Unfortunately this must be memorized :/

Note: Terms like $x^2$ are __Squared Linears__
===== Steps =====
==== Step 0: Divide Function ====
Only do this if the numerator's degree is greater than or equal to the denominator's. Use [[math:polynomial_division|Polynomial Division]] to divide the function. PFD can be used on the remainder as the degrees should be acceptable for PFD.

==== Step 1: Factor Denominator ====
Completely factor the denominator.

==== Step 2: Setup PFD ====
For each factor in the denominator, use the lookup table to determine what term(s) should be present in the PFD. For every term in the lookup table, there are constants A, B, C, ... Z. For every term be sure to increment the letter so that no constants repeat.

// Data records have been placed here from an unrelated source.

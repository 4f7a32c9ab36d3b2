//! Orchestrating controller: one conversation per surface, a shared
//! credential store, and the backend client.
//!
//! The send path follows the message lifecycle: state transition + history
//! snapshot under the lock, dispatch with the lock released, resolution and
//! persistence back under the lock. Exactly one request per surface can be
//! in flight; a concurrent send is rejected before anything mutates.

use crate::conversation::{Conversation, SendError, Surface};
use parking_lot::Mutex;
use providers::backend::{BackendClient, Capability};
use shared::chat_api::Message;
use shared::credentials::CredentialStore;
use shared::storage::DurableStore;
use std::collections::HashMap;
use std::sync::Arc;

pub struct ChatController {
    credentials: Arc<CredentialStore>,
    backend: BackendClient,
    durable: Arc<dyn DurableStore>,
    conversations: Mutex<HashMap<Surface, Conversation>>,
}

impl ChatController {
    /// Builds the controller, restoring any persisted per-surface logs for
    /// display continuity. Unparsable logs are discarded.
    pub fn new(
        base_url: impl Into<String>,
        credentials: Arc<CredentialStore>,
        durable: Arc<dyn DurableStore>,
    ) -> Self {
        let user_name = credentials.get().map(|r| r.user_name);
        let mut conversations = HashMap::new();
        for surface in Surface::ALL {
            let restored = durable.get(surface.history_key()).and_then(|raw| {
                serde_json::from_str::<Vec<Message>>(&raw)
                    .map_err(|err| {
                        tracing::warn!(
                            surface = surface.as_str(),
                            "discarding unparsable conversation log: {err}"
                        );
                    })
                    .ok()
            });
            let convo = match restored {
                Some(messages) => {
                    Conversation::from_messages(surface, messages, user_name.as_deref())
                }
                None => Conversation::new(surface, user_name.as_deref()),
            };
            conversations.insert(surface, convo);
        }
        Self {
            backend: BackendClient::new(base_url, credentials.clone()),
            credentials,
            durable,
            conversations: Mutex::new(conversations),
        }
    }

    pub fn credentials(&self) -> &Arc<CredentialStore> {
        &self.credentials
    }

    pub fn messages(&self, surface: Surface) -> Vec<Message> {
        self.conversations
            .lock()
            .get(&surface)
            .map(|c| c.messages().to_vec())
            .unwrap_or_default()
    }

    pub fn is_awaiting(&self, surface: Surface) -> bool {
        self.conversations
            .lock()
            .get(&surface)
            .is_some_and(Conversation::is_awaiting)
    }

    /// Sends one turn on a chat-style surface. On the image surface this
    /// requests a single image; use [`send_images`](Self::send_images) for
    /// more.
    pub async fn send(&self, surface: Surface, text: &str) -> Result<(), SendError> {
        let capability = match surface {
            Surface::Chat => Capability::Chat,
            Surface::Cricket => Capability::Cricket,
            Surface::Image => Capability::Image { count: 1 },
        };
        self.dispatch(surface, capability, text).await
    }

    /// Image-generation turn with an explicit image count (min 1).
    pub async fn send_images(&self, text: &str, count: u32) -> Result<(), SendError> {
        self.dispatch(Surface::Image, Capability::Image { count }, text)
            .await
    }

    async fn dispatch(
        &self,
        surface: Surface,
        capability: Capability,
        text: &str,
    ) -> Result<(), SendError> {
        // Transition and snapshot under the lock; never hold it across await.
        let outbound = {
            let mut conversations = self.conversations.lock();
            let convo = conversations
                .get_mut(&surface)
                .expect("every surface is seeded at construction");
            convo.begin_send(text)?
        };
        tracing::debug!(surface = surface.as_str(), "turn started");

        let reply = self
            .backend
            .send_message(capability, &outbound.input_text, &outbound.history)
            .await;

        let mut conversations = self.conversations.lock();
        if let Some(convo) = conversations.get_mut(&surface) {
            convo.resolve(reply);
            self.persist(convo);
        }
        Ok(())
    }

    /// Clears one surface back to its cleared notice.
    pub fn clear(&self, surface: Surface) {
        let mut conversations = self.conversations.lock();
        if let Some(convo) = conversations.get_mut(&surface) {
            convo.clear();
            self.persist(convo);
        }
    }

    /// Signs the user out: credential gone, durable logs gone, every
    /// surface reseeded. The theme flag is left alone.
    pub fn sign_out(&self) {
        self.credentials.clear();
        let mut conversations = self.conversations.lock();
        for surface in Surface::ALL {
            self.durable.remove(surface.history_key());
            if let Some(convo) = conversations.get_mut(&surface) {
                convo.reset(None);
            }
        }
        tracing::info!("signed out");
    }

    fn persist(&self, convo: &Conversation) {
        match serde_json::to_string(convo.messages()) {
            Ok(raw) => self.durable.set(convo.surface().history_key(), &raw),
            Err(err) => tracing::warn!(
                surface = convo.surface().as_str(),
                "failed to serialize conversation log: {err}"
            ),
        }
    }
}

==== Step 3: Solving for Constants ====
To solve for A, B, C, ... Z, first you must add together all terms of the PFD. This means finding a common denominator. Afterwards, you can drop the denominator, distribute the constants in, and group all terms by degree of x. By doing this, you can create a system of equations for constants that share a common factor (i.e. x^2 or x). Constants without a variable are grouped into one aswell((think of them as x^0)). The sum of the grouped constants is equal to the coefficient of the term with the common factor from the original function. There should be enough equations to solve for all constants present in the PFD.
==== Step 4: Substituting for Solution ====
Return back to the answer of Step 2. You can substitute the constants with the solutions from Step 3 for the answer.